News that the Houthi rebels had launched another coordinated missile and drone attack on Saudi Arabian oil assets Sunday had the market spiking overnight, with oil prices up $2/barrel and products up more than 4 cents/gallon. All contracts reached new 12+ month highs in the overnight session, with WTI trading at its highest level since October 2018 and RBOB reaching its highest since April of 2019. The gains proved short lived however as the Saudi facilities are reportedly continuing to operate with minimal disruption, giving buyers reason to doubt the sustainability of current prices after the furious rally in recent weeks.

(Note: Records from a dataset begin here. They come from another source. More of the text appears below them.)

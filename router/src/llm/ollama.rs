//! Ollama LLM implementation
//!
//! Uses direct HTTP against `/api/chat` with streaming disabled.

use async_trait::async_trait;
use serde::{Deserialize, Serialize};

use super::{ModelClient, ModelReply, ModelRequest, ToolChoice};
use crate::catalog::FunctionSchema;
use crate::conversation::{ConversationTurn, ToolCallRequest};
use crate::error::ModelInvocationError;

/// Direct chat request for Ollama API
#[derive(Debug, Serialize)]
struct DirectChatRequest<'a> {
    model: &'a str,
    messages: Vec<DirectMessage>,
    #[serde(skip_serializing_if = "Vec::is_empty")]
    tools: Vec<DirectTool<'a>>,
    stream: bool,
}

/// A message in the conversation
#[derive(Debug, Serialize, Deserialize, Clone)]
struct DirectMessage {
    role: String,
    #[serde(default)]
    content: String,
    #[serde(default, skip_serializing_if = "Vec::is_empty")]
    tool_calls: Vec<DirectToolCall>,
}

impl DirectMessage {
    fn new(role: impl Into<String>, content: impl Into<String>) -> Self {
        Self {
            role: role.into(),
            content: content.into(),
            tool_calls: Vec::new(),
        }
    }
}

/// A tool definition for Ollama
#[derive(Debug, Serialize)]
struct DirectTool<'a> {
    #[serde(rename = "type")]
    tool_type: &'static str,
    function: &'a FunctionSchema,
}

#[derive(Debug, Serialize, Deserialize, Clone)]
struct DirectToolCall {
    function: DirectToolFunction,
}

#[derive(Debug, Serialize, Deserialize, Clone)]
struct DirectToolFunction {
    name: String,
    #[serde(default)]
    arguments: serde_json::Value,
}

/// Response from Ollama chat endpoint
#[derive(Debug, Deserialize)]
struct DirectChatResponse {
    message: DirectMessage,
}

/// Ollama client
pub struct OllamaClient {
    ollama_url: String,
    http_client: reqwest::Client,
    model: String,
}

impl OllamaClient {
    /// Create a new Ollama client
    pub fn new(url: &str, model: &str) -> Self {
        // Keep only scheme, host and port
        let base_url = match url::Url::parse(url) {
            Ok(parsed) => format!(
                "{}://{}:{}",
                parsed.scheme(),
                parsed.host_str().unwrap_or("localhost"),
                parsed.port_or_known_default().unwrap_or(11434)
            ),
            Err(_) => "http://localhost:11434".to_string(),
        };

        Self {
            ollama_url: base_url,
            http_client: reqwest::Client::new(),
            model: model.to_string(),
        }
    }

    /// Get the Ollama URL
    pub fn ollama_url(&self) -> &str {
        &self.ollama_url
    }

    fn build_request<'a>(&'a self, request: &ModelRequest<'a>) -> DirectChatRequest<'a> {
        let mut messages = Vec::with_capacity(request.turns.len() + 1);
        if let Some(system) = request.system {
            messages.push(DirectMessage::new("system", system));
        }
        messages.extend(request.turns.iter().map(to_direct_message));

        let tools = match request.tool_choice {
            ToolChoice::Auto => request
                .tools
                .iter()
                .map(|function| DirectTool {
                    tool_type: "function",
                    function,
                })
                .collect(),
            ToolChoice::None => Vec::new(),
        };

        DirectChatRequest {
            model: &self.model,
            messages,
            tools,
            stream: false,
        }
    }
}

fn to_direct_message(turn: &ConversationTurn) -> DirectMessage {
    match turn {
        ConversationTurn::User { content } => DirectMessage::new("user", content.clone()),
        ConversationTurn::Assistant { content, tool_calls } => DirectMessage {
            role: "assistant".to_string(),
            content: content.clone().unwrap_or_default(),
            tool_calls: tool_calls
                .iter()
                .map(|call| DirectToolCall {
                    function: DirectToolFunction {
                        name: call.name.clone(),
                        arguments: call.arguments.clone(),
                    },
                })
                .collect(),
        },
        // Ollama matches tool results to calls by position
        ConversationTurn::ToolResult { content, .. } => DirectMessage::new("tool", content.clone()),
    }
}

/// Ollama issues no call ids; number the calls instead
fn into_reply(message: DirectMessage) -> ModelReply {
    let tool_calls = message
        .tool_calls
        .into_iter()
        .enumerate()
        .map(|(i, call)| {
            ToolCallRequest::new(format!("call_{}", i), call.function.name, call.function.arguments)
        })
        .collect();

    ModelReply {
        content: (!message.content.is_empty()).then_some(message.content),
        tool_calls,
    }
}

#[async_trait]
impl ModelClient for OllamaClient {
    async fn complete(&self, request: ModelRequest<'_>) -> Result<ModelReply, ModelInvocationError> {
        let body = self.build_request(&request);

        tracing::info!("=== OLLAMA REQUEST ===");
        tracing::info!("Model: {}", self.model);
        tracing::info!("Messages count: {}", body.messages.len());
        tracing::info!("Tools count: {}", body.tools.len());

        let url = format!("{}/api/chat", self.ollama_url);
        let response = self.http_client.post(&url).json(&body).send().await?;

        if !response.status().is_success() {
            let status = response.status().as_u16();
            let body = response.text().await.unwrap_or_default();
            return Err(ModelInvocationError::Status { status, body });
        }

        let raw_body = response.text().await?;
        let parsed: DirectChatResponse = serde_json::from_str(&raw_body)
            .map_err(|e| ModelInvocationError::Malformed(e.to_string()))?;

        tracing::info!("=== OLLAMA RESPONSE ===");
        tracing::info!("Tool calls count: {}", parsed.message.tool_calls.len());

        Ok(into_reply(parsed.message))
    }

    fn model(&self) -> &str {
        &self.model
    }
}
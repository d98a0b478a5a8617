//! MCP type definitions
//!
//! Shared types used across the connection layer and the catalog.

use std::collections::HashMap;

use serde::Deserialize;
use serde_json::Value;

/// How the router talks to a tool server
#[derive(Debug, Clone, Copy, PartialEq, Eq, Deserialize)]
#[serde(rename_all = "lowercase")]
pub enum TransportKind {
    /// Streamable HTTP
    #[serde(alias = "streamable_http", alias = "streamable-http")]
    Http,
    /// Child process speaking MCP on stdin/stdout
    Stdio,
}

/// Transport details for one endpoint
#[derive(Debug, Clone, PartialEq, Eq)]
pub enum Transport {
    Http {
        url: String,
    },
    Stdio {
        command: String,
        args: Vec<String>,
        env: HashMap<String, String>,
    },
}

/// A configured tool server. Never mutated after startup.
#[derive(Debug, Clone, PartialEq, Eq)]
pub struct ServerEndpoint {
    name: String,
    transport: Transport,
}

impl ServerEndpoint {
    pub fn new(name: impl Into<String>, transport: Transport) -> Self {
        Self {
            name: name.into(),
            transport,
        }
    }

    /// Shorthand for an HTTP endpoint
    pub fn http(name: impl Into<String>, url: impl Into<String>) -> Self {
        Self::new(name, Transport::Http { url: url.into() })
    }

    pub fn name(&self) -> &str {
        &self.name
    }

    pub fn transport(&self) -> &Transport {
        &self.transport
    }

    pub fn kind(&self) -> TransportKind {
        match self.transport {
            Transport::Http { .. } => TransportKind::Http,
            Transport::Stdio { .. } => TransportKind::Stdio,
        }
    }

    /// URL for HTTP endpoints, program for stdio endpoints
    pub fn address(&self) -> &str {
        match &self.transport {
            Transport::Http { url } => url,
            Transport::Stdio { command, .. } => command,
        }
    }
}

/// A tool as advertised by a server
#[derive(Debug, Clone, PartialEq)]
pub struct McpTool {
    /// Tool name
    pub name: String,
    /// Tool description
    pub description: Option<String>,
    /// Input schema (JSON)
    pub input_schema: Value,
}

impl McpTool {
    pub fn new(name: impl Into<String>, description: impl Into<String>, input_schema: Value) -> Self {
        Self {
            name: name.into(),
            description: Some(description.into()),
            input_schema,
        }
    }
}

/// Flattened result of a tool call
#[derive(Debug, Clone, PartialEq, Eq)]
pub struct ToolOutput {
    pub text: String,
    /// Set when the server flagged the result as an error
    pub is_error: bool,
}

impl ToolOutput {
    pub fn text(text: impl Into<String>) -> Self {
        Self {
            text: text.into(),
            is_error: false,
        }
    }

    pub fn error(text: impl Into<String>) -> Self {
        Self {
            text: text.into(),
            is_error: true,
        }
    }
}
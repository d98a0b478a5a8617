//! Transport sessions
//!
//! `Connector` opens a session for an endpoint (transport + MCP handshake);
//! `ToolSession` is what a live connection talks through. The rmcp-backed
//! implementations live here; tests plug in in-memory ones.

use anyhow::{Context, Result};
use async_trait::async_trait;
use rmcp::{
    model::{CallToolRequestParam, CallToolResult, RawContent},
    service::RunningService,
    transport::{StreamableHttpClientTransport, TokioChildProcess},
    RoleClient, ServiceExt,
};
use serde_json::{Map, Value};
use tokio::process::Command;

use super::types::{McpTool, ServerEndpoint, ToolOutput, Transport};
use crate::error::{ConnectionError, ConnectionErrorKind};

/// An initialized protocol session with one tool server
#[async_trait]
pub trait ToolSession: Send + Sync {
    /// Tools the server advertises, in server order
    async fn list_tools(&self) -> Result<Vec<McpTool>>;

    /// Invoke a tool
    async fn call_tool(&self, name: &str, arguments: Option<Map<String, Value>>) -> Result<ToolOutput>;

    /// Close the transport
    async fn close(&mut self) -> Result<()>;
}

/// Opens sessions for endpoints
#[async_trait]
pub trait Connector: Send + Sync {
    async fn open(&self, endpoint: &ServerEndpoint) -> Result<Box<dyn ToolSession>, ConnectionError>;
}

// =============================================================================
// rmcp implementation
// =============================================================================

/// Connector speaking MCP through rmcp
#[derive(Debug, Default, Clone, Copy)]
pub struct McpConnector;

#[async_trait]
impl Connector for McpConnector {
    async fn open(&self, endpoint: &ServerEndpoint) -> Result<Box<dyn ToolSession>, ConnectionError> {
        let name = endpoint.name();
        let fail = |kind| ConnectionError::new(name, kind);

        let service = match endpoint.transport() {
            Transport::Http { url } => {
                url::Url::parse(url)
                    .map_err(|e| fail(ConnectionErrorKind::InvalidEndpoint(format!("{}: {}", url, e))))?;

                tracing::debug!("Connecting to MCP server '{}' at {}", name, url);
                let transport = StreamableHttpClientTransport::from_uri(url.as_str());
                ()
                    .serve(transport)
                    .await
                    .map_err(|e| fail(ConnectionErrorKind::Handshake(e.to_string())))?
            }
            Transport::Stdio { command, args, env } => {
                tracing::debug!("Spawning MCP server '{}': {}", name, command);
                let mut cmd = Command::new(command);
                if !args.is_empty() {
                    cmd.args(args);
                }
                for (key, value) in env {
                    cmd.env(key, value);
                }

                let transport = TokioChildProcess::new(cmd)
                    .map_err(|e| fail(ConnectionErrorKind::Transport(e.to_string())))?;
                ()
                    .serve(transport)
                    .await
                    .map_err(|e| fail(ConnectionErrorKind::Handshake(e.to_string())))?
            }
        };

        if let Some(info) = service.peer().peer_info() {
            tracing::debug!(
                "'{}' is {} {}",
                name,
                info.server_info.name,
                info.server_info.version
            );
        }

        Ok(Box::new(McpSession {
            name: name.to_string(),
            service: Some(service),
        }))
    }
}

/// A running rmcp client session
struct McpSession {
    name: String,
    service: Option<RunningService<RoleClient, ()>>,
}

impl McpSession {
    fn service(&self) -> Result<&RunningService<RoleClient, ()>> {
        self.service
            .as_ref()
            .with_context(|| format!("session with '{}' already closed", self.name))
    }
}

#[async_trait]
impl ToolSession for McpSession {
    async fn list_tools(&self) -> Result<Vec<McpTool>> {
        let tools = self
            .service()?
            .list_all_tools()
            .await
            .context("Failed to list tools")?;

        Ok(tools
            .into_iter()
            .map(|t| McpTool {
                name: t.name.to_string(),
                description: t.description.map(|d| d.to_string()),
                input_schema: Value::Object(t.input_schema.as_ref().clone()),
            })
            .collect())
    }

    async fn call_tool(&self, name: &str, arguments: Option<Map<String, Value>>) -> Result<ToolOutput> {
        let result = self
            .service()?
            .call_tool(CallToolRequestParam {
                name: name.to_string().into(),
                arguments,
                task: None,
            })
            .await
            .context("Failed to call tool")?;

        Ok(flatten_result(&result))
    }

    async fn close(&mut self) -> Result<()> {
        if let Some(service) = self.service.take() {
            service.cancel().await?;
        }
        Ok(())
    }
}

/// Join text blocks with newlines; other blocks are rendered as JSON
fn flatten_result(result: &CallToolResult) -> ToolOutput {
    let mut output = String::new();
    for content in &result.content {
        if !output.is_empty() {
            output.push('\n');
        }
        match &content.raw {
            RawContent::Text(text) => output.push_str(&text.text),
            other => output.push_str(
                &serde_json::to_string(other).unwrap_or_else(|_| format!("{:?}", other)),
            ),
        }
    }

    ToolOutput {
        text: output,
        is_error: result.is_error.unwrap_or(false),
    }
}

The great refinery recovery is progressing, with multiple units reported to be initiating restart over the past few days, but supplies remain tight across the gulf coast, causing some slowdowns in pipeline batches that is causing more markets across the country to feel the impact of February’s polar plunge. Rare shipments of gasoline from Europe to the U.S. Gulf Coast are in route, and should help keep the runouts contained.

Money managers are starting to build short positions in WTI and RBOB, cutting the net length held in those contracts modestly on the week. ULSD is a different story with a large increase in new length added last week, betting on higher prices even though diesel values have already nearly doubled in the past four months. The CFTC’s report data is compiled on Tuesday, which means the new shorts got a rude welcome from the huge rally in the back half of the week while the diesel buyers were rewarded.

Baker Hughes reported a net increase of one oil rig drilling in the U.S. last week, with the Permian basin adding three rigs, the Barnett adding one (its only active oil rig) while Williston declined by one and other smaller basins declined by two. The total U.S. count at 310, is at its highest level since the first week of May 2020, but remains 540 rigs lower than where it was 2 years ago, even as oil prices are 10% higher today than they were then.

The Dallas FED released a study last week with projections for Permian production following the anticipated restrictions on Federal lands. The report projects that total output will likely decline by 230mb-490mb per day, most of which will hit New Mexico drillers since all of Texas’ fields are on private or state land.

The EIA this morning reported on the growing role of U.S. Propane exports, which surpassed total diesel exports in 2020. Most of the propane exports are heading to Asia to meet growing demand for heating and petrochemicals, a reminder that the expected growth in petroleum in the coming decades is not likely to be from transportation. 

Click here to download a PDF of today's TACenergy Market Talk.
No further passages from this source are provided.